J.P. Dubey, M.C. Jenkins, O.C.H. Kwok, L.R. Ferreira, S. Choudhary, S.K. Verma, I. Villena, E. Butler, M. Carstensen
Veterinary parasitology 2013 v.196 no.3-4 pp. 519-522
DNA, Neospora caninum, Odocoileus virginianus, agglutination tests, antibodies, bioassays, brain, cell culture, dams (mothers), deer, disease reservoirs, disease transmission, fetus, mice, neosporosis, polymerase chain reaction, tachyzoites, wildlife, United States
Neosporosis is an important cause of bovine abortion worldwide. Many aspects of transmission of Neospora caninum in nature are unknown. The white-tailed deer (Odocoileus virginianus) is considered one of the most important wildlife reservoirs of N. caninum in the USA. During the hunting seasons of 2008, 2009, and 2010, brains of 155 white-tailed deer fetuses were bioassayed in mice for protozoal isolation.
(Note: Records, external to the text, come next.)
//! Local event bus connecting the chatbot to the TUI.

use kozi_core::{ChatEvent, EventSink};
use log::debug;
use tokio::sync::broadcast;

/// Broadcast-backed event bus for an embedded chatbot.
#[derive(Clone, Debug)]
pub struct EventBus {
    sender: broadcast::Sender<ChatEvent>,
}

impl EventBus {
    /// Create a new event bus with the given channel buffer size.
    pub fn new(buffer: usize) -> Self {
        let (sender, _) = broadcast::channel(buffer);
        debug!("tui event bus initialized (buffer={})", buffer);
        Self { sender }
    }

    /// Subscribe to the event stream.
    pub fn subscribe(&self) -> broadcast::Receiver<ChatEvent> {
        self.sender.subscribe()
    }
}

impl EventSink for EventBus {
    /// Emit an event into the broadcast channel.
    fn emit(&self, event: ChatEvent) {
        let _ = self.sender.send(event);
    }
}

#[cfg(test)]
mod tests {
    use super::EventBus;
    use kozi_core::{ChatEvent, EventSink, PipelineState};
    use pretty_assertions::assert_eq;

    #[test]
    fn subscribers_receive_emitted_events() {
        let bus = EventBus::new(8);
        let mut receiver = bus.subscribe();
        bus.emit(ChatEvent::StateChanged(PipelineState::Sending));
        bus.emit(ChatEvent::Cleared);
        assert_eq!(
            receiver.try_recv().expect("first"),
            ChatEvent::StateChanged(PipelineState::Sending)
        );
        assert_eq!(receiver.try_recv().expect("second"), ChatEvent::Cleared);
    }

    #[test]
    fn emitting_without_subscribers_is_silent() {
        let bus = EventBus::new(1);
        bus.emit(ChatEvent::Cleared);
    }
}
//! Error types for config loading and validation.

use thiserror::Error;

/// Errors returned while loading or validating config.
#[derive(Debug, Error)]
pub enum ConfigError {
    /// Reading a config file failed.
    #[error("failed to read config: {0}")]
    ReadFailed(#[from] std::io::Error),
    /// Parsing a config file failed.
    #[error("failed to parse config: {0}")]
    ParseFailed(#[from] json5::Error),
    /// Converting JSON values failed.
    #[error("failed to decode config: {0}")]
    DecodeFailed(#[from] serde_json::Error),
    /// A specific field failed validation.
    #[error("invalid config at {path}: {message}")]
    InvalidField { path: String, message: String },
    /// Generic validation failure.
    #[error("invalid config: {0}")]
    Invalid(String),
}
//! Chat events emitted to the presentation layer.

use kozi_transcript::Message;

/// Submission pipeline state.
#[derive(Debug, Clone, Copy, PartialEq, Eq)]
pub enum PipelineState {
    /// Ready for a new submission.
    Idle,
    /// A reply is being produced; new submissions are ignored.
    Sending,
}

/// Event emitted by the chatbot as the transcript and pipeline change.
#[derive(Debug, Clone, PartialEq)]
pub enum ChatEvent {
    /// A record was appended to the transcript.
    MessageAppended(Message),
    /// The transcript was emptied; appended events follow for its new contents.
    Cleared,
    /// The pipeline moved between idle and sending.
    StateChanged(PipelineState),
}

/// Sink for chat events.
pub trait EventSink: Send + Sync {
    fn emit(&self, event: ChatEvent);
}
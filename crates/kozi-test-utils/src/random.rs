use kozi_core::RandomSource;
use parking_lot::Mutex;

/// Replays a fixed sequence of draws, cycling when exhausted.
///
/// Each draw is reduced modulo the requested upper bound.
#[derive(Debug)]
pub struct SequenceRandom {
    values: Vec<usize>,
    cursor: Mutex<usize>,
}

impl SequenceRandom {
    pub fn new(values: impl Into<Vec<usize>>) -> Self {
        Self {
            values: values.into(),
            cursor: Mutex::new(0),
        }
    }

    /// Always draw the same value.
    pub fn constant(value: usize) -> Self {
        Self::new(vec![value])
    }

    /// Number of draws made so far.
    pub fn draws(&self) -> usize {
        *self.cursor.lock()
    }
}

impl RandomSource for SequenceRandom {
    fn next_index(&self, upper: usize) -> usize {
        let mut cursor = self.cursor.lock();
        let value = if self.values.is_empty() {
            0
        } else {
            self.values[*cursor % self.values.len()]
        };
        *cursor += 1;
        value % upper.max(1)
    }
}
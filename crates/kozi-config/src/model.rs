//! Configuration schema for Kozi.

use serde::{Deserialize, Serialize};

/// Root config for the Kozi chat assistant.
#[derive(Debug, Clone, Serialize, Deserialize, Default)]
pub struct KoziConfig {
    #[serde(default, rename = "$schema")]
    pub schema: Option<String>,
    #[serde(default)]
    pub chat: ChatConfig,
    #[serde(default)]
    pub responder: ResponderConfig,
    #[serde(default)]
    pub storage: StorageConfig,
}

impl KoziConfig {
    /// Start building a config programmatically with defaults applied.
    pub fn builder() -> KoziConfigBuilder {
        KoziConfigBuilder::new()
    }
}

/// Builder for assembling a `KoziConfig` in code.
#[derive(Debug, Default, Clone)]
pub struct KoziConfigBuilder {
    config: KoziConfig,
}

impl KoziConfigBuilder {
    /// Create a new builder seeded with default config values.
    pub fn new() -> Self {
        Self {
            config: KoziConfig::default(),
        }
    }

    /// Replace the chat pipeline configuration.
    pub fn chat(mut self, chat: ChatConfig) -> Self {
        self.config.chat = chat;
        self
    }

    /// Replace the responder configuration.
    pub fn responder(mut self, responder: ResponderConfig) -> Self {
        self.config.responder = responder;
        self
    }

    /// Replace the transcript storage configuration.
    pub fn storage(mut self, storage: StorageConfig) -> Self {
        self.config.storage = storage;
        self
    }

    /// Finalize and return the built `KoziConfig`.
    pub fn build(self) -> KoziConfig {
        self.config
    }
}

/// Submission pipeline settings.
#[derive(Debug, Clone, Serialize, Deserialize)]
pub struct ChatConfig {
    /// Bot message seeded into every fresh transcript.
    #[serde(default = "default_welcome_message")]
    pub welcome_message: String,
    /// Bot message appended when reply generation fails.
    #[serde(default = "default_apology_message")]
    pub apology_message: String,
    #[serde(default)]
    pub latency: LatencyConfig,
}

impl Default for ChatConfig {
    fn default() -> Self {
        Self {
            welcome_message: default_welcome_message(),
            apology_message: default_apology_message(),
            latency: LatencyConfig::default(),
        }
    }
}

/// Default welcome message for a fresh transcript.
fn default_welcome_message() -> String {
    "Hello! I'm your AI assistant. How can I help you today?".to_string()
}

/// Default apology used when a reply cannot be produced.
fn default_apology_message() -> String {
    "I'm sorry, I encountered an error. Please try again.".to_string()
}

/// Simulated reply latency, drawn uniformly from `[min_ms, max_ms)`.
#[derive(Debug, Clone, Copy, Serialize, Deserialize, PartialEq, Eq)]
pub struct LatencyConfig {
    #[serde(default = "default_latency_min_ms")]
    pub min_ms: u64,
    #[serde(default = "default_latency_max_ms")]
    pub max_ms: u64,
}

impl LatencyConfig {
    /// Latency that never suspends.
    pub fn none() -> Self {
        Self {
            min_ms: 0,
            max_ms: 0,
        }
    }
}

impl Default for LatencyConfig {
    fn default() -> Self {
        Self {
            min_ms: default_latency_min_ms(),
            max_ms: default_latency_max_ms(),
        }
    }
}

fn default_latency_min_ms() -> u64 {
    1000
}

fn default_latency_max_ms() -> u64 {
    3000
}

/// Keyword rule table overrides.
#[derive(Debug, Clone, Serialize, Deserialize, Default)]
pub struct ResponderConfig {
    /// Ordered categories replacing the built-in table when set.
    #[serde(default)]
    pub rules: Option<Vec<CategoryConfig>>,
    /// Replies used when no category matches.
    #[serde(default)]
    pub fallback: Option<Vec<String>>,
    /// Seed for a deterministic random source.
    #[serde(default)]
    pub seed: Option<u64>,
}

/// A single keyword category.
#[derive(Debug, Clone, Serialize, Deserialize, PartialEq, Eq)]
pub struct CategoryConfig {
    pub name: String,
    pub keywords: Vec<String>,
    pub replies: Vec<String>,
}

/// Backend used to persist the transcript.
#[derive(Debug, Clone, Copy, Serialize, Deserialize, PartialEq, Eq, Default)]
#[serde(rename_all = "lowercase")]
pub enum StorageBackend {
    #[default]
    File,
    Memory,
}

/// Transcript storage settings.
#[derive(Debug, Clone, Serialize, Deserialize)]
pub struct StorageConfig {
    #[serde(default)]
    pub backend: StorageBackend,
    /// Directory for the file backend (defaults to `.kozi/storage`).
    #[serde(default)]
    pub path: Option<String>,
    /// Storage key holding the serialized transcript.
    #[serde(default = "default_storage_key")]
    pub key: String,
    /// Adopt a previously persisted transcript on initialization instead of
    /// discarding it.
    #[serde(default)]
    pub restore_on_start: bool,
}

impl Default for StorageConfig {
    fn default() -> Self {
        Self {
            backend: StorageBackend::default(),
            path: None,
            key: default_storage_key(),
            restore_on_start: false,
        }
    }
}

/// Default storage key for the transcript.
fn default_storage_key() -> String {
    "koziChatHistory".to_string()
}
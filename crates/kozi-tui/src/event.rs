//! TUI event types for input and chat messages.

use crossterm::event::KeyEvent;
use kozi_core::ChatEvent;

/// Application event emitted by input handlers or the chat event stream.
#[derive(Debug)]
pub enum AppEvent {
    /// Keyboard input event.
    Input(KeyEvent),
    /// Periodic tick event.
    Tick,
    /// Event emitted by the chatbot.
    Chat(ChatEvent),
    /// The chat event stream dropped events.
    StreamLagged(u64),
    /// Scroll event in the chat view.
    Scroll(i16),
}
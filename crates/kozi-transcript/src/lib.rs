//! Chat transcript records and their persistence.

pub mod error;
pub mod model;
pub mod storage;
pub mod store;

/// Transcript error type.
pub use error::TranscriptError;
/// Message record model.
pub use model::{Message, Sender};
/// Storage interface and the built-in backends.
pub use storage::{DEFAULT_STORAGE_KEY, FileStorage, MemoryStorage, TranscriptStorage};
/// Session transcript.
pub use store::{Initialization, TranscriptStore};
Viable N. caninum (NcWTDMn1, NcWTDMn2) was isolated from the brains of two fetuses by bioassays in mice, and subsequent propagation in cell culture. Dams of these two infected fetuses had antibodies to N. caninum by Neospora agglutination test at 1:100 serum dilution. DNA obtained from culture-derived N. caninum tachyzoites of the two isolates with Nc5 PCR confirmed diagnosis. Results prove congenital transmission of N. caninum in the white tailed deer for the first time.